Que dire maintenant du système qui essaie de les réconcilier et de les confondre ? Tous deux vont se retourner contre lui. Il paraîtra impie aux chrétiens, déraisonnable aux philosophes. Il ne satisfera personne et mécontentera les deux partis ; il ne se fera point d’alliés, et s’attirera deux ennemis. On trouvera qu’il a faussé la religion et dénaturé la philosophie, et il restera isolé, suspect à tout le monde, parce qu’il aura voulu attirer tout le monde à lui.

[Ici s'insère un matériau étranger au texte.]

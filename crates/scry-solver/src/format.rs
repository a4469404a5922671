//! Type display.
//!
//! The display string is also the structural key for the instantiation and
//! call-site caches, so it must be deterministic for a given type.

use crate::TypeInterner;
use crate::types::*;
use std::fmt::Write;

pub struct TypeFormatter<'a> {
    interner: &'a TypeInterner,
}

impl<'a> TypeFormatter<'a> {
    pub fn new(interner: &'a TypeInterner) -> Self {
        TypeFormatter { interner }
    }

    pub fn format(&self, id: TypeId) -> String {
        let mut out = String::new();
        self.write_type(&mut out, id);
        out
    }

    fn write_type(&self, out: &mut String, id: TypeId) {
        let Some(data) = self.interner.lookup(id) else {
            out.push_str("any");
            return;
        };
        match data {
            TypeData::Any => out.push_str("any"),
            TypeData::Unknown => out.push_str("unknown"),
            TypeData::Never => out.push_str("never"),
            TypeData::Void => out.push_str("void"),
            TypeData::Primitive(kind) => out.push_str(kind.name()),
            TypeData::Array(element) => {
                let wrap = matches!(
                    self.interner.kind(element),
                    TypeKind::Union | TypeKind::Function | TypeKind::Generic
                );
                if wrap {
                    out.push('(');
                    self.write_type(out, element);
                    out.push(')');
                } else {
                    self.write_type(out, element);
                }
                out.push_str("[]");
            }
            TypeData::Object(shape) => self.write_object(out, &shape),
            TypeData::Function(shape) => self.write_function(out, &shape),
            TypeData::Class(class) => {
                out.push_str("typeof ");
                self.write_class_name(out, class);
            }
            TypeData::Instance(class) => self.write_class_name(out, class),
            TypeData::Union(members) => {
                for (i, &member) in members.iter().enumerate() {
                    if i > 0 {
                        out.push_str(" | ");
                    }
                    // Function members would otherwise swallow the rest of the union.
                    if self.interner.kind(member) == TypeKind::Function {
                        out.push('(');
                        self.write_type(out, member);
                        out.push(')');
                    } else {
                        self.write_type(out, member);
                    }
                }
            }
            TypeData::TypeVariable(info) => {
                out.push_str(&self.interner.resolve_atom(info.name));
            }
            TypeData::Generic(generic) => {
                out.push('<');
                for (i, &param) in generic.type_params.iter().enumerate() {
                    if i > 0 {
                        out.push_str(", ");
                    }
                    self.write_type(out, param);
                    if let Some(constraint) =
                        self.interner.type_var_info(param).and_then(|v| v.constraint)
                    {
                        out.push_str(" extends ");
                        self.write_type(out, constraint);
                    }
                }
                out.push('>');
                self.write_type(out, generic.base);
            }
        }
    }

    fn write_object(&self, out: &mut String, shape: &ObjectShape) {
        if shape.properties.is_empty() {
            out.push_str("{}");
            return;
        }
        out.push_str("{ ");
        for (i, prop) in shape.properties.iter().enumerate() {
            if i > 0 {
                out.push_str("; ");
            }
            out.push_str(&self.interner.resolve_atom(prop.name));
            if prop.optional {
                out.push('?');
            }
            out.push_str(": ");
            self.write_type(out, prop.type_id);
        }
        out.push_str(" }");
    }

    fn write_function(&self, out: &mut String, shape: &FunctionShape) {
        out.push('(');
        for (i, param) in shape.params.iter().enumerate() {
            if i > 0 {
                out.push_str(", ");
            }
            if param.rest {
                out.push_str("...");
            }
            out.push_str(&self.interner.resolve_atom(param.name));
            if param.optional {
                out.push('?');
            }
            out.push_str(": ");
            self.write_type(out, param.type_id);
        }
        out.push_str(") => ");
        self.write_type(out, shape.return_type);
    }

    fn write_class_name(&self, out: &mut String, class: ClassId) {
        match self.interner.class_name(class) {
            Some(name) if !name.is_empty() => out.push_str(&name),
            _ => {
                let _ = write!(out, "<anonymous class {}>", class.0);
            }
        }
    }
}

#[cfg(test)]
#[path = "../tests/format_tests.rs"]
mod tests;
//! String interning.
//!
//! Identifiers and property names are interned once and handled as `Atom`
//! values afterwards, so name comparison in member maps and scope tables is a
//! `u32` comparison.

use rustc_hash::FxHashMap;
use std::sync::Arc;

/// Handle to an interned string.
#[derive(Copy, Clone, Debug, Default, PartialEq, Eq, Hash, PartialOrd, Ord)]
pub struct Atom(pub u32);

impl Atom {
    /// The empty string. Always interned at index 0.
    pub const EMPTY: Atom = Atom(0);

    #[must_use]
    pub const fn index(self) -> usize {
        self.0 as usize
    }
}

/// Append-only string table.
#[derive(Debug)]
pub struct Interner {
    map: FxHashMap<Arc<str>, Atom>,
    strings: Vec<Arc<str>>,
}

impl Default for Interner {
    fn default() -> Self {
        Self::new()
    }
}

impl Interner {
    pub fn new() -> Self {
        let empty: Arc<str> = Arc::from("");
        let mut map = FxHashMap::default();
        map.insert(empty.clone(), Atom::EMPTY);
        Interner {
            map,
            strings: vec![empty],
        }
    }

    /// Intern `text`, returning the existing atom when it was seen before.
    pub fn intern(&mut self, text: &str) -> Atom {
        if let Some(&atom) = self.map.get(text) {
            return atom;
        }
        let arc: Arc<str> = Arc::from(text);
        let atom = Atom(self.strings.len() as u32);
        self.strings.push(arc.clone());
        self.map.insert(arc, atom);
        atom
    }

    /// Look up an atom without interning.
    pub fn get(&self, text: &str) -> Option<Atom> {
        self.map.get(text).copied()
    }

    /// Resolve an atom back to its text. Unknown atoms resolve to "".
    pub fn resolve(&self, atom: Atom) -> Arc<str> {
        self.strings
            .get(atom.index())
            .cloned()
            .unwrap_or_else(|| self.strings[0].clone())
    }

    pub fn len(&self) -> usize {
        self.strings.len()
    }

    pub fn is_empty(&self) -> bool {
        // The empty string is always present.
        self.strings.len() <= 1
    }
}

#[cfg(test)]
#[path = "../tests/interner_tests.rs"]
mod tests;
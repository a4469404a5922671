//! Property access and member completion over types.

use crate::array_methods::{array_method_type, array_methods, lookup_array_method};
use crate::class_hierarchy::{
    find_instance_member, find_static_member, inherited_instance_members, inherited_static_members,
};
use crate::types::*;
use crate::TypeInterner;
use scry_common::Atom;

/// A member offered for completion.
#[derive(Clone, Debug, PartialEq, Eq)]
pub struct MemberEntry {
    pub name: Atom,
    pub type_id: TypeId,
}

/// Type of `ty.name`, or `None` when the member does not exist.
///
/// Property access on `any` is `any`. On a union the member must exist on
/// every member, and the result is the union of the member types.
pub fn get_property_type(interner: &TypeInterner, ty: TypeId, name: Atom) -> Option<TypeId> {
    match interner.lookup(ty)? {
        TypeData::Any => Some(TypeId::ANY),
        TypeData::Unknown | TypeData::Never | TypeData::Void => None,
        TypeData::Primitive(kind) => interner.primitive_member(kind, name),
        TypeData::Array(element) => {
            let text = interner.resolve_atom(name);
            let sig = lookup_array_method(&text)?;
            Some(array_method_type(interner, sig, element))
        }
        TypeData::Object(shape) => shape.property(name).map(|prop| prop.type_id),
        TypeData::Function(_) => function_member(interner, name),
        TypeData::Class(class) => find_static_member(interner, class, name),
        TypeData::Instance(class) => find_instance_member(interner, class, name),
        TypeData::Union(members) => {
            let mut found = Vec::with_capacity(members.len());
            for &member in members.iter() {
                found.push(get_property_type(interner, member, name)?);
            }
            Some(interner.union(found))
        }
        TypeData::TypeVariable(info) => {
            get_property_type(interner, info.constraint?, name)
        }
        TypeData::Generic(generic) => get_property_type(interner, generic.base, name),
    }
}

fn function_member(interner: &TypeInterner, name: Atom) -> Option<TypeId> {
    match &*interner.resolve_atom(name) {
        "length" => Some(TypeId::NUMBER),
        "name" => Some(TypeId::STRING),
        _ => None,
    }
}

/// Ordered members of a type for completion.
///
/// Instances list own members before inherited ones; arrays list the
/// built-in method table; unions offer only members common to every member.
pub fn get_completions(interner: &TypeInterner, ty: TypeId) -> Vec<MemberEntry> {
    let Some(data) = interner.lookup(ty) else {
        return Vec::new();
    };
    match data {
        TypeData::Any | TypeData::Unknown | TypeData::Never | TypeData::Void => Vec::new(),
        TypeData::Primitive(kind) => to_entries(interner.primitive_members(kind)),
        TypeData::Array(element) => array_methods()
            .iter()
            .map(|sig| MemberEntry {
                name: interner.intern_string(sig.name),
                type_id: array_method_type(interner, sig, element),
            })
            .collect(),
        TypeData::Object(shape) => shape
            .properties
            .iter()
            .map(|prop| MemberEntry {
                name: prop.name,
                type_id: prop.type_id,
            })
            .collect(),
        TypeData::Function(_) => ["length", "name"]
            .into_iter()
            .filter_map(|name| {
                let atom = interner.intern_string(name);
                function_member(interner, atom).map(|type_id| MemberEntry { name: atom, type_id })
            })
            .collect(),
        TypeData::Class(class) => to_entries(inherited_static_members(interner, class)),
        TypeData::Instance(class) => to_entries(inherited_instance_members(interner, class)),
        TypeData::Union(members) => {
            let Some((&first, rest)) = members.split_first() else {
                return Vec::new();
            };
            get_completions(interner, first)
                .into_iter()
                .filter(|entry| {
                    rest.iter()
                        .all(|&other| get_property_type(interner, other, entry.name).is_some())
                })
                .filter_map(|entry| {
                    get_property_type(interner, ty, entry.name).map(|type_id| MemberEntry {
                        name: entry.name,
                        type_id,
                    })
                })
                .collect()
        }
        TypeData::TypeVariable(info) => info
            .constraint
            .map(|constraint| get_completions(interner, constraint))
            .unwrap_or_default(),
        TypeData::Generic(generic) => get_completions(interner, generic.base),
    }
}

fn to_entries(members: Vec<(Atom, TypeId)>) -> Vec<MemberEntry> {
    members
        .into_iter()
        .map(|(name, type_id)| MemberEntry { name, type_id })
        .collect()
}

#[cfg(test)]
#[path = "../tests/members_tests.rs"]
mod tests;
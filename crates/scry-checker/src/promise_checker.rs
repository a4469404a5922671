//! `async` results and `await`.
//!
//! There is no generic class model, so `Promise<T>` is a synthetic subclass
//! of the host `Promise` class whose `then` callback receives `T`. One such
//! class is created per payload type and reused. `await` reads the payload
//! back out of `then`, so any promise-like instance with a typed `then`
//! callback unwraps the same way.

use crate::state::TypeChecker;
use scry_solver::class_hierarchy::find_instance_member;
use scry_solver::{ClassId, ClassTypeBuilder, FunctionShape, ParamInfo, TypeData, TypeId, is_derived_from};
use tracing::trace;

impl TypeChecker<'_> {
    /// The host `Promise` class, if the global scope still has it.
    pub(crate) fn promise_class(&self) -> Option<ClassId> {
        let global = self.scopes.global();
        let symbol = self.scopes.resolve_from(global, "Promise")?;
        let type_id = self.scopes.symbol(symbol)?.type_id;
        match self.interner.lookup(type_id)? {
            TypeData::Class(class) => Some(class),
            _ => None,
        }
    }

    fn is_promise_instance(&self, type_id: TypeId) -> bool {
        let (Some(promise), Some(TypeData::Instance(class))) =
            (self.promise_class(), self.interner.lookup(type_id))
        else {
            return false;
        };
        class == promise || is_derived_from(self.interner, class, promise)
    }

    /// `Promise<payload>`. A payload that is already a promise is returned
    /// unchanged, as `async` functions do not nest promises.
    pub(crate) fn promise_of(&mut self, payload: TypeId) -> TypeId {
        if self.is_promise_instance(payload) {
            return payload;
        }
        if let Some(&cached) = self.promise_types.get(&payload) {
            return cached;
        }
        let Some(promise) = self.promise_class() else {
            return TypeId::ANY;
        };

        let interner = self.interner;
        let name = format!("Promise<{}>", interner.display(payload));
        let builder = ClassTypeBuilder::declare(interner, &name, Some(promise));
        let instance = builder.instance_type();

        let value = interner.intern_string("value");
        let reason = interner.intern_string("reason");
        let on_fulfilled = interner.function(FunctionShape::new(
            vec![ParamInfo::required(value, payload)],
            TypeId::ANY,
        ));
        let on_rejected = interner.function(FunctionShape::new(
            vec![ParamInfo::required(reason, TypeId::ANY)],
            TypeId::ANY,
        ));
        let then = interner.function(FunctionShape::new(
            vec![
                ParamInfo::optional(interner.intern_string("onfulfilled"), on_fulfilled),
                ParamInfo::optional(interner.intern_string("onrejected"), on_rejected),
            ],
            interner.instance_type(promise),
        ));
        builder.add_method("then", then);

        trace!(payload = payload.0, promise = instance.0, "created promise type");
        self.promise_types.insert(payload, instance);
        instance
    }

    /// Type of `await operand`: the payload of a typed promise, `any` for an
    /// untyped one, the operand itself otherwise. Unions unwrap per member.
    pub(crate) fn awaited_type(&self, operand: TypeId) -> TypeId {
        match self.interner.lookup(operand) {
            Some(TypeData::Union(members)) => {
                let awaited = members.iter().map(|&member| self.awaited_type(member)).collect();
                self.interner.union(awaited)
            }
            Some(TypeData::Instance(class)) if self.is_promise_instance(operand) => {
                self.then_payload(class).unwrap_or(TypeId::ANY)
            }
            _ => operand,
        }
    }

    /// The first parameter type of the `then` fulfilment callback.
    fn then_payload(&self, class: ClassId) -> Option<TypeId> {
        let then = find_instance_member(self.interner, class, self.interner.intern_string("then"))?;
        let shape = self.interner.function_shape(then)?;
        let callback = self.interner.function_shape(shape.params.first()?.type_id)?;
        callback.params.first().map(|param| param.type_id)
    }
}

#[cfg(test)]
#[path = "../tests/promise_checker_tests.rs"]
mod tests;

Tels sont ses inconvéniens dans la pratique : combien plus grands seront ses inconvéniens dans la théorie ? M. Jean Reynaud n’a pas une seule raison pour lui et les a toutes contre lui. Tous les soutiens lui manquent, il a pris soin de les détruire tous l’un par l’autre. Son système se tient en l’air, prêt à tomber de tous côtés. Veut-il s’appuyer sur la tradition et sur la foi ? Il leur ôte l’autorité, puisqu’il les corrige d’après les découvertes de la science. Veut-il s’appuyer sur la raison et sur l’expérience ? Il leur ôte l’autorité, puisqu’il admet sans les consulter un dogme qu’elles n’ont point fondé. Se fie-t-il à la révélation ? Non, puisqu’il la subordonne à l’astronomie. Se fie-t-il à la science ? Non, puisqu’il ne l’emploie qu’à modifier la révélation. Toute la puissance et tous les droits d’une doctrine lui viennent de la faculté qui la fonde. Si vous acceptez le dogme sans la faculté, la conséquence sans le principe, quel droit et quelle puissance auront vos doctrines ? Il ne vous restera qu’une série de conséquences sans principes, de dogmes sans autorité, et d’assertions sans preuves. Vous aurez voulu construire une religion et une philosophie, et vous n’aurez fabriqué qu’un roman.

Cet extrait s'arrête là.